**EXTRACTED RECORDS:**
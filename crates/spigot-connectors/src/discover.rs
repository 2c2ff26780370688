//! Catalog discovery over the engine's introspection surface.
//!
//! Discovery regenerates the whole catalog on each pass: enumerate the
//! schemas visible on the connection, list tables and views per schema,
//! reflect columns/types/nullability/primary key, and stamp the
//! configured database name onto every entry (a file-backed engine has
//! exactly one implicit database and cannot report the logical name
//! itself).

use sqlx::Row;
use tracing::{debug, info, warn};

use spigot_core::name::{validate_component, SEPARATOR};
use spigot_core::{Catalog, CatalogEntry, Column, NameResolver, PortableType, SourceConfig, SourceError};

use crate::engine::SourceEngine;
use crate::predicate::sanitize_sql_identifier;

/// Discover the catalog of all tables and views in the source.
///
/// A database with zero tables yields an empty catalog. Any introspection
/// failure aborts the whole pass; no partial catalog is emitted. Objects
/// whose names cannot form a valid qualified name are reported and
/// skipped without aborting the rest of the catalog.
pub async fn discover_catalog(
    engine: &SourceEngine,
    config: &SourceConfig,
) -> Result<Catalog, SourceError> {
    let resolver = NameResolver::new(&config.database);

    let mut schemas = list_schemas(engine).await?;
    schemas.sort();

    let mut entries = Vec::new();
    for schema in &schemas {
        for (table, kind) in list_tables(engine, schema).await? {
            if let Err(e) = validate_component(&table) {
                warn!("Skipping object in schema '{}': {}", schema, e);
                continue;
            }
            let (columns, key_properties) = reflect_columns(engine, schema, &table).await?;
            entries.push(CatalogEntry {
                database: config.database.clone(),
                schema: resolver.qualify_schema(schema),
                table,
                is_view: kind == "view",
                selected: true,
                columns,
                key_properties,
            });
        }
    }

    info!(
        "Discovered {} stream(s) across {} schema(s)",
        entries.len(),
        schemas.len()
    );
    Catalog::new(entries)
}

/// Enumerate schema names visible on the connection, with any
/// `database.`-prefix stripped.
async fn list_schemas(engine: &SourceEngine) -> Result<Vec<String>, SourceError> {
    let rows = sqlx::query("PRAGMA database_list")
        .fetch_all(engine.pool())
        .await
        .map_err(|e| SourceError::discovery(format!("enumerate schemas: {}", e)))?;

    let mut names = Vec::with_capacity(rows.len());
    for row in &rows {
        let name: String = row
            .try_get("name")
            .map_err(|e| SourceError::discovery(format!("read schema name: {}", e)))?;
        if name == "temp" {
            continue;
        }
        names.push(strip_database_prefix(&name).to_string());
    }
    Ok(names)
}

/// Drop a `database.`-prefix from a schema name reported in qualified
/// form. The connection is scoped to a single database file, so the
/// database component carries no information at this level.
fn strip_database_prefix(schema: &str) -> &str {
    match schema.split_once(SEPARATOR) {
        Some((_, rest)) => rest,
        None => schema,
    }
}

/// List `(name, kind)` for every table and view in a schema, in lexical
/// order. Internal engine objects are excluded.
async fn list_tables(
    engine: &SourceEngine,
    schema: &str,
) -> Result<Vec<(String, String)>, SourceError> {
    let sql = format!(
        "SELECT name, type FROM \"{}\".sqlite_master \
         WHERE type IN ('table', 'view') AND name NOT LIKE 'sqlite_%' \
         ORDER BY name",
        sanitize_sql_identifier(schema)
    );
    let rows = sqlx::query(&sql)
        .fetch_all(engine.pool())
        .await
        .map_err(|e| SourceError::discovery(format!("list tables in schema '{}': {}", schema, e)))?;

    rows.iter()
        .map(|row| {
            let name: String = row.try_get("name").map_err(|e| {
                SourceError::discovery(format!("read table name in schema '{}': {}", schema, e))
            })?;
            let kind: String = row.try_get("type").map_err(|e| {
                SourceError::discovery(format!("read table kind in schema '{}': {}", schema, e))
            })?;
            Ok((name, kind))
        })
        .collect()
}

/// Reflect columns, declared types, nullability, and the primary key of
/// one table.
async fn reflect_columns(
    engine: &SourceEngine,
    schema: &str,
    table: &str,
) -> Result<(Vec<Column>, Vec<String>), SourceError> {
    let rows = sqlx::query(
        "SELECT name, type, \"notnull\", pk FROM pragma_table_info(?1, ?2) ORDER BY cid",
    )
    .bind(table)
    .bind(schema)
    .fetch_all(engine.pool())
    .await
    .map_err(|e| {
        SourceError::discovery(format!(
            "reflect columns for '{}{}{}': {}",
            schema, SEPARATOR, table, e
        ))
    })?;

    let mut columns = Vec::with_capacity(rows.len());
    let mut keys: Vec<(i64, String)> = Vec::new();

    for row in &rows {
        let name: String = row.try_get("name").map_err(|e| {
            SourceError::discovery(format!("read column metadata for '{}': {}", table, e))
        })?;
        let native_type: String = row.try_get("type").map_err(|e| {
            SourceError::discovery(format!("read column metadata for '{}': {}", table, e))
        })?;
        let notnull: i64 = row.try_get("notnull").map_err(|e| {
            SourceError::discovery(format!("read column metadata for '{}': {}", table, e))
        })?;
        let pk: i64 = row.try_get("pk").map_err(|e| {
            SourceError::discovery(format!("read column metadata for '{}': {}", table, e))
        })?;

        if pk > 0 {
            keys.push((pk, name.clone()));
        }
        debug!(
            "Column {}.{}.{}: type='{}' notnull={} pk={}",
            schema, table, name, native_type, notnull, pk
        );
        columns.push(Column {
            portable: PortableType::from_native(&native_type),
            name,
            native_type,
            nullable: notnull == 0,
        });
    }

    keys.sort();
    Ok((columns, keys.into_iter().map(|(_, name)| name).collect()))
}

**ACTIVITY:** Retype all the records above without changing a word.

**SOLVED PROBLEM:**
filename crates/spigot-connectors/src/discover.rs
repository 2c2ff26780370688
//! Catalog discovery over the engine's introspection surface.
//!
//! Discovery regenerates the whole catalog on each pass: enumerate the
//! schemas visible on the connection, list tables and views per schema,
//! reflect columns/types/nullability/primary key, and stamp the
//! configured database name onto every entry (a file-backed engine has
//! exactly one implicit database and cannot report the logical name
//! itself).

use sqlx::Row;
use tracing::{debug, info, warn};

use spigot_core::name::{validate_component, SEPARATOR};
use spigot_core::{Catalog, CatalogEntry, Column, NameResolver, PortableType, SourceConfig, SourceError};

use crate::engine::SourceEngine;
use crate::predicate::sanitize_sql_identifier;

/// Discover the catalog of all tables and views in the source.
///
/// A database with zero tables yields an empty catalog. Any introspection
/// failure aborts the whole pass; no partial catalog is emitted. Objects
/// whose names cannot form a valid qualified name are reported and
/// skipped without aborting the rest of the catalog.
pub async fn discover_catalog(
    engine: &SourceEngine,
    config: &SourceConfig,
) -> Result<Catalog, SourceError> {
    let resolver = NameResolver::new(&config.database);

    let mut schemas = list_schemas(engine).await?;
    schemas.sort();

    let mut entries = Vec::new();
    for schema in &schemas {
        for (table, kind) in list_tables(engine, schema).await? {
            if let Err(e) = validate_component(&table) {
                warn!("Skipping object in schema '{}': {}", schema, e);
                continue;
            }
            let (columns, key_properties) = reflect_columns(engine, schema, &table).await?;
            entries.push(CatalogEntry {
                database: config.database.clone(),
                schema: resolver.qualify_schema(schema),
                table,
                is_view: kind == "view",
                selected: true,
                columns,
                key_properties,
            });
        }
    }

    info!(
        "Discovered {} stream(s) across {} schema(s)",
        entries.len(),
        schemas.len()
    );
    Catalog::new(entries)
}

/// Enumerate schema names visible on the connection, with any
/// `database.`-prefix stripped.
async fn list_schemas(engine: &SourceEngine) -> Result<Vec<String>, SourceError> {
    let rows = sqlx::query("PRAGMA database_list")
        .fetch_all(engine.pool())
        .await
        .map_err(|e| SourceError::discovery(format!("enumerate schemas: {}", e)))?;

    let mut names = Vec::with_capacity(rows.len());
    for row in &rows {
        let name: String = row
            .try_get("name")
            .map_err(|e| SourceError::discovery(format!("read schema name: {}", e)))?;
        if name == "temp" {
            continue;
        }
        names.push(strip_database_prefix(&name).to_string());
    }
    Ok(names)
}

/// Drop a `database.`-prefix from a schema name reported in qualified
/// form. The connection is scoped to a single database file, so the
/// database component carries no information at this level.
fn strip_database_prefix(schema: &str) -> &str {
    match schema.split_once(SEPARATOR) {
        Some((_, rest)) => rest,
        None => schema,
    }
}

/// List `(name, kind)` for every table and view in a schema, in lexical
/// order. Internal engine objects are excluded.
async fn list_tables(
    engine: &SourceEngine,
    schema: &str,
) -> Result<Vec<(String, String)>, SourceError> {
    let sql = format!(
        "SELECT name, type FROM \"{}\".sqlite_master \
         WHERE type IN ('table', 'view') AND name NOT LIKE 'sqlite_%' \
         ORDER BY name",
        sanitize_sql_identifier(schema)
    );
    let rows = sqlx::query(&sql)
        .fetch_all(engine.pool())
        .await
        .map_err(|e| SourceError::discovery(format!("list tables in schema '{}': {}", schema, e)))?;

    rows.iter()
        .map(|row| {
            let name: String = row.try_get("name").map_err(|e| {
                SourceError::discovery(format!("read table name in schema '{}': {}", schema, e))
            })?;
            let kind: String = row.try_get("type").map_err(|e| {
                SourceError::discovery(format!("read table kind in schema '{}': {}", schema, e))
            })?;
            Ok((name, kind))
        })
        .collect()
}

/// Reflect columns, declared types, nullability, and the primary key of
/// one table.
async fn reflect_columns(
    engine: &SourceEngine,
    schema: &str,
    table: &str,
) -> Result<(Vec<Column>, Vec<String>), SourceError> {
    let rows = sqlx::query(
        "SELECT name, type, \"notnull\", pk FROM pragma_table_info(?1, ?2) ORDER BY cid",
    )
    .bind(table)
    .bind(schema)
    .fetch_all(engine.pool())
    .await
    .map_err(|e| {
        SourceError::discovery(format!(
            "reflect columns for '{}{}{}': {}",
            schema, SEPARATOR, table, e
        ))
    })?;

    let mut columns = Vec::with_capacity(rows.len());
    let mut keys: Vec<(i64, String)> = Vec::new();

    for row in &rows {
        let name: String = row.try_get("name").map_err(|e| {
            SourceError::discovery(format!("read column metadata for '{}': {}", table, e))
        })?;
        let native_type: String = row.try_get("type").map_err(|e| {
            SourceError::discovery(format!("read column metadata for '{}': {}", table, e))
        })?;
        let notnull: i64 = row.try_get("notnull").map_err(|e| {
            SourceError::discovery(format!("read column metadata for '{}': {}", table, e))
        })?;
        let pk: i64 = row.try_get("pk").map_err(|e| {
            SourceError::discovery(format!("read column metadata for '{}': {}", table, e))
        })?;

        if pk > 0 {
            keys.push((pk, name.clone()));
        }
        debug!(
            "Column {}.{}.{}: type='{}' notnull={} pk={}",
            schema, table, name, native_type, notnull, pk
        );
        columns.push(Column {
            portable: PortableType::from_native(&native_type),
            name,
            native_type,
            nullable: notnull == 0,
        });
    }

    keys.sort();
    Ok((columns, keys.into_iter().map(|(_, name)| name).collect()))
}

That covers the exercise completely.